Open Access

Phylogenetic groups and cephalosporin resistance genes of Escherichia coli from diseased food-producing animals in Japan

  • Tetsuo Asai1Email author,
  • Kaori Masani2,
  • Chizuru Sato2,
  • Mototaka Hiki1,
  • Masaru Usui1,
  • Kotaro Baba1,
  • Manao Ozawa1,
  • Kazuki Harada2,
  • Hiroshi Aoki2 and
  • Takuo Sawada2
Acta Veterinaria Scandinavica201153:52

https://doi.org/10.1186/1751-0147-53-52

Received: 21 July 2011

Accepted: 12 October 2011

Published: 12 October 2011

Abstract

A total of 318 Escherichia coli isolates obtained from different food-producing animals affected with colibacillosis between 2001 and 2006 were subjected to phylogenetic analysis: 72 bovine isolates, 89 poultry isolates and 157 porcine isolates. Overall, the phylogenetic group A was predominant in isolates from cattle (36/72, 50%) and pigs (101/157, 64.3%) whereas groups A (44/89, 49.4%) and D (40/89, 44.9%) were predominant in isolates from poultry. In addition, group B2 was not found among diseased food-producing animals except for a poultry isolate. Thus, the phylogenetic group distribution of E. coli from diseased animals was different by animal species. Among the 318 isolates, cefazolin resistance (minimum inhibitory concentrations: ≥32 μg/ml) was found in six bovine isolates, 29 poultry isolates and three porcine isolates. Of them, 11 isolates (nine from poultry and two from cattle) produced extended spectrum β-lactamase (ESBL). The two bovine isolates produced bla CTX-M-2 , while the nine poultry isolates produced bla CTX-M-25 (4), bla SHV-2 (3), bla CTX-M-15 (1) and bla CTX-M-2 (1). Thus, our results showed that several types of ESBL were identified and three types of β-lactamase (SHV-2, CTX-M-25 and CTX-M-15) were observed for the first time in E. coli from diseased animals in Japan.

Keywords

Escherichia coli food-producing animals cephalosporin resistance extended spectrum β-lactamase AmpC β-lactamase phylogenetic grouping

Findings

Pathogenic Escherichia coli is the causative agent of colibacillosis that brings severe clinical sighs such as diarrhea, meningitis and sepsis in domestic animals. E. coli can be divided into four phylogenetic groups using multiplex PCR method [1]. Several authors have analyzed the distribution of the main phylogenetic groups among E. coli strains isolated from human and animals. Extraintestinal pathogenic E. coli usually belongs to groups B2 and D, while the commensal strains are groups A and B1 in humans [2]. In healthy food-producing animals, a predominant distribution of group B1 was reported in E. coli from cattle, while group A was predominantly prevalent in pigs and chickens [35]. On the contrary, although predominant phylogenetic groups were reported in E. coli from diseased poultry [68], little information regarding to diseased cattle and pigs was available.

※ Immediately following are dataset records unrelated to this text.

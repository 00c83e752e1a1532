// Relative Strength Index (RSI) indicator implementation
use super::IndicatorCalculator;
use shared::{AxisKind, Candle};

pub struct Rsi {
    name: String,
    period: usize,
}

impl Rsi {
    pub fn new(period: usize) -> Self {
        if period == 0 {
            panic!("RSI period must be greater than 0");
        }
        Self {
            name: format!("RSI({})", period),
            period,
        }
    }

    fn rsi(avg_gain: f64, avg_loss: f64) -> f64 {
        if avg_loss == 0.0 {
            // No losses in the window
            100.0
        } else {
            100.0 - (100.0 / (1.0 + avg_gain / avg_loss))
        }
    }
}

impl IndicatorCalculator for Rsi {
    fn name(&self) -> &str {
        &self.name
    }

    fn parameters(&self) -> Vec<i64> {
        vec![self.period as i64]
    }

    fn axis(&self) -> AxisKind {
        AxisKind::CUSTOM_AXIS
    }

    fn calculate(&self, data: &[Candle]) -> Vec<Option<f64>> {
        let period = self.period as f64;
        let mut previous_close: Option<f64> = None;
        let mut changes = 0;
        let (mut avg_gain, mut avg_loss) = (0.0, 0.0);

        data.iter()
            .map(|candle| {
                if candle.missing {
                    return None;
                }
                let previous = previous_close.replace(candle.close)?;
                let change = candle.close - previous;
                let (gain, loss) = if change > 0.0 { (change, 0.0) } else { (0.0, -change) };
                changes += 1;

                if changes <= self.period {
                    // Simple average over the first `period` changes
                    avg_gain += gain / period;
                    avg_loss += loss / period;
                    return (changes == self.period).then(|| Self::rsi(avg_gain, avg_loss));
                }
                // Wilder's smoothing
                avg_gain = (avg_gain * (period - 1.0) + gain) / period;
                avg_loss = (avg_loss * (period - 1.0) + loss) / period;
                Some(Self::rsi(avg_gain, avg_loss))
            })
            .collect()
    }
}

Antimicrobial agents have been widely used for treatment of colibacillosis in domestic animals. Antimicrobial resistance is more frequently found in E. coli isolates from diseased animals than apparently healthy animals [9]. Increases in cephalosporin-resistant E. coli in domestic animals have been a significant worldwide concern including Japan. Extended-spectrum β-lactamase (ESBL)-producing isolates of E. coli were identified in domestic animals around 2000 in Japan [10, 11]. The third and greater generation cephalosporin antibiotics are clinically important antimicrobial agents in human and animal medicines. Such agents are approved to treat bacterial diseases in cattle and pigs and not licensed for enhancing animal growth in Japan. However, cephalosporin-resistant E. coli has been identified in isolates from not only cattle and pigs but also poultry in Japan [10, 12]. At present the reason for the prevalence of cephalosporin-resistant E. coli in poultry is unclear.

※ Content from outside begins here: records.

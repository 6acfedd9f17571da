//! Mock HTTP server setup for integration tests

use mockito::{Matcher, Mock, Server, ServerGuard};
use std::time::Duration;
use zhipu_adapter::config::CHAT_COMPLETIONS_PATH;
use zhipu_adapter::{ChatAdapter, ErrorClassifier, Locale, RetryPolicy};

/// Test fixture that manages a mock server
pub struct MockServerFixture {
    pub server: ServerGuard,
    pub base_url: String,
}

impl MockServerFixture {
    pub async fn new() -> Self {
        let server = Server::new_async().await;
        let base_url = server.url();
        Self { server, base_url }
    }

    /// Adapter pointed at the mock server, with millisecond backoff so retries stay fast.
    pub fn adapter(&self, max_attempts: u32) -> ChatAdapter {
        ChatAdapter::builder(ErrorClassifier::new(Locale::En))
            .api_key("mock-id.mock-secret")
            .base_url(&self.base_url)
            .retry_policy(fast_policy(max_attempts))
            .build()
            .expect("adapter builds")
    }

    /// Create a mock for a successful completion carrying `content`
    pub async fn mock_completion(&mut self, content: &str) -> Mock {
        let body = serde_json::json!({
            "id": "8311",
            "model": "glm-4-flash",
            "created": 1_700_000_000u64,
            "choices": [{
                "index": 0,
                "message": {"role": "assistant", "content": content},
                "finish_reason": "stop"
            }],
            "usage": {"prompt_tokens": 12, "completion_tokens": 7, "total_tokens": 19}
        });
        self.server
            .mock("POST", CHAT_COMPLETIONS_PATH)
            .match_header(
                "authorization",
                Matcher::Regex(r"^Bearer [A-Za-z0-9_-]+\.[A-Za-z0-9_-]+\.[A-Za-z0-9_-]+$".into()),
            )
            .match_header("content-type", "application/json")
            .with_status(200)
            .with_header("content-type", "application/json")
            .with_body(body.to_string())
            .expect(1)
            .create_async()
            .await
    }

    /// Create a mock answering `hits` times with `status` and a raw body
    pub async fn mock_status(&mut self, status: usize, body: &str, hits: usize) -> Mock {
        self.server
            .mock("POST", CHAT_COMPLETIONS_PATH)
            .with_status(status)
            .with_header("content-type", "application/json")
            .with_body(body)
            .expect(hits)
            .create_async()
            .await
    }
}

pub fn fast_policy(max_attempts: u32) -> RetryPolicy {
    RetryPolicy {
        max_attempts,
        base_delay: Duration::from_millis(1),
        max_delay: Duration::from_millis(5),
    }
}
//! # zhipu-adapter
//!
//! 智谱 GLM 聊天补全接口的客户端适配器：本地签名令牌、带退避的重试执行、从模型文本中提取结构化结果。
//!
//! Client-side adapter that turns the Zhipu GLM chat-completion API into three higher-level
//! operations: signed-token generation, resilient prompt execution with retry, and structured
//! extraction of typed results from free-form model text.
//!
//! ## Overview
//!
//! - **Per-call credentials**: every attempt signs a fresh HS256 token from `id.secret` key
//!   material; nothing is cached.
//! - **Retry with backoff**: up to 3 attempts, `min(1000 * 2^n, 5000)` ms apart, only for
//!   retryable failures.
//! - **Single classification point**: every failure becomes one [`ErrorRecord`] via the
//!   [`ErrorClassifier`], which alone interprets HTTP statuses.
//! - **Lenient extraction**: code fences and padding are stripped before shape-checked parsing.
//!
//! ## Quick Start
//!
//! ```rust,no_run
//! use zhipu_adapter::{AdapterConfig, ChatAdapter, ErrorClassifier};
//!
//! #[tokio::main]
//! async fn main() -> zhipu_adapter::Result<()> {
//!     let config = AdapterConfig::from_env();
//!     let classifier = ErrorClassifier::new(config.locale);
//!     let adapter = ChatAdapter::builder(classifier).config(config).build()?;
//!
//!     let topics = adapter.search_topics("Rust 异步编程").await?;
//!     let outline = adapter
//!         .generate_theme_content(&topics.themes[0], false, None)
//!         .await?;
//!     println!("{} -> {:?}", outline.dimension, outline.tabs);
//!     Ok(())
//! }
//! ```
//!
//! ## Module Organization
//!
//! | Module | Description |
//! |--------|-------------|
//! | [`auth`] | Key material and HS256 token signing |
//! | [`classifier`] | Fault to [`ErrorRecord`] mapping, localized messages |
//! | [`client`] | [`ChatAdapter`], its builder and retry policy |
//! | [`config`] | Endpoint, model, timeout and env overrides |
//! | [`structured`] | Fence stripping, prompts and shape-checked parsing |
//! | [`transport`] | Single-request transport seam and reqwest implementation |
//! | [`types`] | Wire types |

pub mod auth;
pub mod classifier;
pub mod client;
pub mod config;
pub mod error_code;
pub mod structured;
pub mod transport;
pub mod types;

pub mod error;

pub use classifier::{ErrorClassifier, Locale};
pub use client::{
    CallStats, ChatAdapter, ChatAdapterBuilder, RetryPolicy, THEME_CONTENT_TEMPERATURE,
};
pub use config::AdapterConfig;
pub use error::{ErrorRecord, Fault, TransportCode};
pub use error_code::ErrorKind;
pub use structured::{ThemeContent, ThemeTab, TopicSuggestion};
pub use types::ChatOptions;

/// Result type alias for the library
pub type Result<T> = std::result::Result<T, ErrorRecord>;
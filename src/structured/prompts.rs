//! Prompt templates for the two extraction pipelines.

use super::theme::ThemeTab;

const JSON_ONLY_RULES: &str = "要求：
1. 只返回合法的 JSON
2. 不要使用 markdown 代码块或任何其他格式标记
3. 直接输出 JSON 字符串本身";

/// Ask for the searcher's likely social role and three themes (keyword included).
pub fn topic_prompt(keyword: &str) -> String {
    format!(
        r#"用户搜索了主题"{keyword}"。请推测该用户最可能的社会角色，并给出这个角色最可能关心的 3 个主题，其中必须包含用户搜索的主题本身。
请按如下 JSON 格式返回：
{{
  "role": "角色名称",
  "themes": ["主题1", "主题2", "主题3"]
}}

{JSON_ONLY_RULES}"#
    )
}

/// Ask for a role, related themes, a continuous dimension and named stages for `theme`.
///
/// With `finer_granularity` an extra block requests a more granular restaging; if
/// `current_tabs` are given they are embedded as pretty JSON to anchor it.
pub fn theme_content_prompt(
    theme: &str,
    finer_granularity: bool,
    current_tabs: Option<&[ThemeTab]>,
) -> String {
    let finer = if finer_granularity {
        finer_granularity_block(current_tabs)
    } else {
        String::new()
    };

    format!(
        r#"请分析主题"{theme}"，并给出：
1. 与该主题最相关的角色
2. 3 个相关主题
3. 最适合组织内容的连续维度（维度取值必须连续）

{finer}

请按如下 JSON 格式返回：
{{
  "role": "角色名称",
  "relatedThemes": ["主题1", "主题2", "主题3"],
  "dimension": "维度名称",
  "explanation": "选择该维度的理由",
  "stages": ["阶段1", "阶段2", "阶段3"]
}}

{JSON_ONLY_RULES}
4. stages 中每个阶段都要用具体的名称描述，不要使用数字编号
5. 阶段名称简洁明了，不要包含特殊符号
6. dimension 必须是连续的维度，例如难度、时间、深度"#
    )
}

fn finer_granularity_block(current_tabs: Option<&[ThemeTab]>) -> String {
    let anchor = current_tabs
        .and_then(|tabs| serde_json::to_string_pretty(tabs).ok())
        .map(|json| format!("当前的标签页如下：\n{json}\n\n请在这些标签页的基础上进一步细分阶段。\n"))
        .unwrap_or_default();

    format!(
        "用户希望以更细的颗粒度获取详细知识。
{anchor}请给出比当前更细致的阶段划分，例如：
- 当前以\"月\"划分时，细分为\"周\"
- 当前以\"阶段\"划分时，细分为具体的时间点
- 当前以\"年\"划分时，细分为\"月\"或\"季度\"
新的阶段划分必须完整覆盖原有阶段的内容范围。"
    )
}
//! 类型模块：聊天补全接口的请求、响应与消息类型。
//!
//! # Types Module
//!
//! Wire types for the chat-completion endpoint.
//!
//! | Type | Description |
//! |------|-------------|
//! | [`Message`] | Chat message with role and text content |
//! | [`ChatOptions`] | Per-call sampling overrides |
//! | [`ChatCompletionRequest`] | Outbound JSON body |
//! | [`ChatCompletionResponse`] | Inbound JSON body; only the first choice is consumed |

pub mod completion;
pub mod message;

pub use completion::{
    ChatCompletionRequest, ChatCompletionResponse, ChatOptions, Choice, ChoiceMessage, Usage,
};
pub use message::{Message, MessageRole};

In the present study, we determined the distribution of phylogenetic groups in E. coli from food-producing animals affected with colibacillosis in Japan. In addition, we examined the characteristics of cephalosporin-resistant isolates of E. coli from the diseased animals.

A total of 318 E. coli isolates from different animals affected with colibacillosis between 2001 and 2006 throughout Japan were used in this study: 72 bovine isolates, 89 poultry isolates and 157 porcine isolates in 23, 20 and 28 prefectures, respectively, located from north to south Japan. All the strains were stored in 10% skimmed milk at -80°C until use. The phylogenetic grouping was performed by multiplex PCR as described by Clermont et al. [1].

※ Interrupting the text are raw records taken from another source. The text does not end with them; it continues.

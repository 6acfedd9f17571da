use super::ChatTransport;
use crate::config::AdapterConfig;
use crate::error::{Fault, TransportCode};
use crate::error_code::ErrorKind;
use crate::structured::extract::truncate_for_log;
use crate::types::{ChatCompletionRequest, ChatCompletionResponse};
use async_trait::async_trait;
use reqwest::Proxy;
use serde_json::Value;
use std::time::Duration;
use tracing::debug;

const BODY_PREVIEW_CHARS: usize = 200;

/// reqwest-backed transport posting to a single chat-completion URL.
pub struct HttpTransport {
    client: reqwest::Client,
    endpoint: String,
}

impl HttpTransport {
    pub fn new(config: &AdapterConfig) -> Result<Self, Fault> {
        let mut builder = reqwest::Client::builder()
            .timeout(config.timeout)
            .pool_idle_timeout(Some(Duration::from_secs(90)));

        if let Some(proxy_url) = &config.proxy_url {
            let proxy = Proxy::all(proxy_url).map_err(|e| {
                Fault::domain_with_details(
                    ErrorKind::Validation,
                    "invalid proxy URL",
                    e.to_string(),
                )
            })?;
            builder = builder.proxy(proxy);
        }

        let client = builder
            .build()
            .map_err(|e| Fault::transport(TransportCode::Other, e.to_string()))?;

        Ok(Self {
            client,
            endpoint: config.endpoint(),
        })
    }
}

#[async_trait]
impl ChatTransport for HttpTransport {
    async fn send(
        &self,
        request: &ChatCompletionRequest,
        bearer: &str,
    ) -> Result<ChatCompletionResponse, Fault> {
        debug!(
            endpoint = self.endpoint.as_str(),
            request_id = request.request_id.as_str(),
            "posting chat completion"
        );

        let resp = self
            .client
            .post(&self.endpoint)
            .bearer_auth(bearer)
            .json(request)
            .send()
            .await
            .map_err(map_reqwest_error)?;

        let status = resp.status();
        let body = resp.text().await.map_err(map_reqwest_error)?;
        if !status.is_success() {
            return Err(Fault::http_status(status.as_u16(), body));
        }

        let value: Value = serde_json::from_str(&body).map_err(|e| {
            Fault::malformed_completion(format!(
                "success body is not JSON ({}): {}",
                e,
                truncate_for_log(&body, BODY_PREVIEW_CHARS)
            ))
        })?;
        Ok(ChatCompletionResponse::from_value(&value))
    }
}

/// Map a reqwest failure onto the transport conditions the classifier understands.
pub(crate) fn map_reqwest_error(e: reqwest::Error) -> Fault {
    let code = if e.is_timeout() {
        TransportCode::DeadlineExceeded
    } else if e.is_connect() {
        TransportCode::NoRoute
    } else {
        TransportCode::Other
    };
    match e.status() {
        Some(status) => Fault::Transport {
            code,
            status: Some(status.as_u16()),
            message: e.to_string(),
        },
        None => Fault::transport(code, e.to_string()),
    }
}
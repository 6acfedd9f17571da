use crate::error::ErrorRecord;
use std::time::Duration;

/// Decision after a failed attempt.
#[derive(Debug, Clone, Copy, PartialEq, Eq)]
pub(crate) enum Decision {
    Retry { delay: Duration },
    Fail,
}

/// Bounded exponential backoff.
///
/// The delay before attempt `n + 1` is `min(base_delay * 2^n, max_delay)`, where `n` is the
/// number of attempts that have failed so far. With the defaults that gives 2000 ms, then
/// 4000 ms.
#[derive(Debug, Clone, Copy, PartialEq, Eq)]
pub struct RetryPolicy {
    /// Total attempts, including the first
    pub max_attempts: u32,
    pub base_delay: Duration,
    pub max_delay: Duration,
}

impl Default for RetryPolicy {
    fn default() -> Self {
        Self {
            max_attempts: 3,
            base_delay: Duration::from_millis(1000),
            max_delay: Duration::from_millis(5000),
        }
    }
}

impl RetryPolicy {
    /// A single attempt, no retry.
    pub fn none() -> Self {
        Self {
            max_attempts: 1,
            ..Self::default()
        }
    }

    pub fn backoff_delay(&self, failed_attempts: u32) -> Duration {
        let base = self.base_delay.as_millis() as u64;
        let factor = 1u64.checked_shl(failed_attempts).unwrap_or(u64::MAX);
        let delay = base.saturating_mul(factor).min(self.max_delay.as_millis() as u64);
        Duration::from_millis(delay)
    }

    /// `failed_attempts` is 1-based: the first failure passes 1.
    pub(crate) fn decide(&self, err: &ErrorRecord, failed_attempts: u32) -> Decision {
        if err.retryable && failed_attempts < self.max_attempts.max(1) {
            Decision::Retry {
                delay: self.backoff_delay(failed_attempts),
            }
        } else {
            Decision::Fail
        }
    }
}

The minimum inhibitory concentration (MIC) of cefazolin (CEZ) was determined by an agar dilution method in accordance with the guidelines of the Clinical Laboratory Standards Institute (CLSI) [13, 14]. The MIC of some of the isolates to CEZ was previously determined [15]. Susceptibilities of CEZ-resistant isolates to several β-lactamase antibiotics, cefpodoxime, cefotaxime, ceftazidime, aztreonam, imipenem and meropenem were tested according to the CLSI guideline [13, 14] using the commercially available broth microdilution test (Eiken Co. LTD, Tokyo, Japan). E. coli ATCC 25922 and Pseudomonas aeruginosa ATCC 27853 were used as quality controls for MIC determination. The Chi-square test was performed on the antimicrobial susceptibility and the phylogenetic subgroup data. The resistance rates in each phylogenetic group were compared with those in the overall strains tested. For each comparison, a P value of < 0.05 was considered to denote significant differences.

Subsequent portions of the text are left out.